A slip joint is a mechanical construction allowing extension and compression in a linear structure of slip joint.

==General forms==

Slip joints can be designed to allow continuous relative motion of two components or it can allow an adjustment, by unclamping from one fixed position, and re-clamping to another. Examples of the latter are tripods, hiking poles, or similar telescoping device. The clamping mechanism is based on a cam, a set screw, or a similar locking mechanism. Slip joints can also be non-telescoping, such as the joints on some older wooden surveyor's levelling rods. These use a joint that keeps the sections offset from each other but able to be slid together for transport.

Examples of continuous slip joints are given below.

==Special purpose slip joints==

===Civil engineering===

Slip joints in large structures are used to allow the independent motion of large components while enabling them to be joined in some way. For example, if two tall buildings are to be joined with a pedestrian skyway at some high level, there are two options in structural engineering. If the buildings are identical in mass and elasticity they will tend to respond similarly to ground motion induced by earthquakes. In this case, it may be appropriate to construct a rigid connection between the buildings, although this may require additional supporting members within the structures. On the other hand, a lower cost connection may be made by using a lightweight structure that is not coupled rigidly but instead is allowed to slide or "float" relative to one or both structures. This is especially suitable where the two structures may respond differently to ground motion. The structure will not be completely free to move but rather may use elastic materials to locate it near the center of its range of motion and viscous shock absorbers to absorb energy and to restrict the speed of relative motion. When a sliding connection is used it is extremely important that there be sufficient range of motion without failure to accommodate the maximum credible relative motion of the structures. Additional "fail-safe" flexible connections may be added to ensure that the structure does not fall, although it may be damaged to a point of being unserviceable or unrepairable.

Slip joints are common under conditions where temperature changes can cause expansion and contraction that may overstress a structure. These are generally referred to as expansion joints. Bridges and overpasses frequently have sliding joints that allow a deck to move relative to piers or abutments. The joints can be constructed with elastomeric pads that permit motion or can use rollers on flat surfaces to allow the ends to move smoothly. The exact details are limited by the imagination of the designer.

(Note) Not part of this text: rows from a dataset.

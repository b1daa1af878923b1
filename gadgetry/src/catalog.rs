//! The model catalog collaborator.
//!
//! The catalog answers two questions the loop cannot answer itself: how
//! large a model's context window is (used by output limiting) and what a
//! call cost (recorded on the execution tree).

use std::collections::HashMap;

use serde::{Deserialize, Serialize};

use crate::usage::TokenUsage;

/// Size limits for a model.
#[derive(Debug, Clone, Copy, PartialEq, Eq, Serialize, Deserialize)]
pub struct ModelLimits {
    /// Context window in tokens.
    pub context_window: u32,
    /// Maximum output tokens per call.
    pub max_output_tokens: u32,
}

/// A cost estimate for one LLM call.
#[derive(Debug, Clone, Copy, PartialEq, Serialize, Deserialize)]
pub struct CostEstimate {
    /// Total cost in account currency units.
    pub total_cost: f64,
}

/// Per-million-token pricing for a model.
#[derive(Debug, Clone, Copy, Default, PartialEq, Serialize, Deserialize)]
pub struct ModelPricing {
    /// Price per million input tokens.
    pub input: f64,
    /// Price per million output tokens.
    pub output: f64,
    /// Price per million cached input tokens.
    #[serde(default)]
    pub cached_input: f64,
    /// Price per million cache-creation input tokens.
    #[serde(default)]
    pub cache_creation: f64,
}

impl ModelPricing {
    /// Estimate the cost of the given usage at this pricing.
    #[must_use]
    pub fn estimate(&self, usage: &TokenUsage) -> CostEstimate {
        const PER: f64 = 1_000_000.0;
        let uncached = usage
            .input_tokens
            .saturating_sub(usage.cached_input_tokens)
            .saturating_sub(usage.cache_creation_input_tokens);
        let total_cost = (uncached as f64 * self.input
            + usage.output_tokens as f64 * self.output
            + usage.cached_input_tokens as f64 * self.cached_input
            + usage.cache_creation_input_tokens as f64 * self.cache_creation)
            / PER;
        CostEstimate { total_cost }
    }
}

/// The model catalog collaborator surface.
pub trait ModelCatalog: Send + Sync {
    /// Look up the limits for a model, if known.
    fn limits(&self, model: &str) -> Option<ModelLimits>;

    /// Estimate the cost of a call, if pricing for the model is known.
    fn estimate_cost(&self, model: &str, usage: &TokenUsage) -> Option<CostEstimate>;
}

/// A map-backed [`ModelCatalog`] for embedders and tests.
#[derive(Debug, Clone, Default)]
pub struct StaticCatalog {
    models: HashMap<String, (ModelLimits, ModelPricing)>,
}

impl StaticCatalog {
    /// Create an empty catalog.
    #[must_use]
    pub fn new() -> Self {
        Self::default()
    }

    /// Register a model with its limits and pricing.
    #[must_use]
    pub fn with_model(
        mut self,
        model: impl Into<String>,
        limits: ModelLimits,
        pricing: ModelPricing,
    ) -> Self {
        self.models.insert(model.into(), (limits, pricing));
        self
    }
}

impl ModelCatalog for StaticCatalog {
    fn limits(&self, model: &str) -> Option<ModelLimits> {
        self.models.get(model).map(|(limits, _)| *limits)
    }

    fn estimate_cost(&self, model: &str, usage: &TokenUsage) -> Option<CostEstimate> {
        self.models
            .get(model)
            .map(|(_, pricing)| pricing.estimate(usage))
    }
}

#[cfg(test)]
#[allow(clippy::unwrap_used)]
mod tests {
    use super::*;

    fn catalog() -> StaticCatalog {
        StaticCatalog::new().with_model(
            "test-model",
            ModelLimits {
                context_window: 200_000,
                max_output_tokens: 8_192,
            },
            ModelPricing {
                input: 3.0,
                output: 15.0,
                cached_input: 0.3,
                cache_creation: 3.75,
            },
        )
    }

    #[test]
    fn limits_for_known_model() {
        let limits = catalog().limits("test-model").unwrap();
        assert_eq!(limits.context_window, 200_000);
    }

    #[test]
    fn unknown_model_yields_none() {
        assert!(catalog().limits("nope").is_none());
        assert!(
            catalog()
                .estimate_cost("nope", &TokenUsage::zero())
                .is_none()
        );
    }

    #[test]
    fn cost_splits_cached_from_uncached_input() {
        let usage = TokenUsage::new(1_000_000, 0).with_cached(500_000);
        let cost = catalog().estimate_cost("test-model", &usage).unwrap();
        // 500k uncached at $3/M + 500k cached at $0.30/M.
        assert!((cost.total_cost - 1.65).abs() < 1e-9);
    }

    #[test]
    fn cost_counts_output_tokens() {
        let usage = TokenUsage::new(0, 2_000_000);
        let cost = catalog().estimate_cost("test-model", &usage).unwrap();
        assert!((cost.total_cost - 30.0).abs() < 1e-9);
    }
}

===Mechanical engineering===

Slip joints are sometimes found in tubular structures such as piping but are generally avoided for this application due to requirements for sealing against leakage, instead of using either a large loop that is allowed to flex or a semi-rigid bellow. Slip joints are used when the main problem is a large axial movement. Pipe supports often are slip joints to allow for the thermal expansion or contraction of the pipe relative to the support.

===Wastewater plumbing===
Slip joint connections are also commonly used in wastewater plumbing, most commonly under kitchen sinks. Here, the slip joint provides a water-tight seal for non-pressurized drainage, with adjustability to aid installation. The slip joint includes a gasket that fits snugly on a pipe end, with a threaded nut behind the gasket, but with gasket position adjustable as needed. This pipe end fits loosely into another with a flange for the gasket to seal against, and threads for the nut to clamp the gasket to the flange.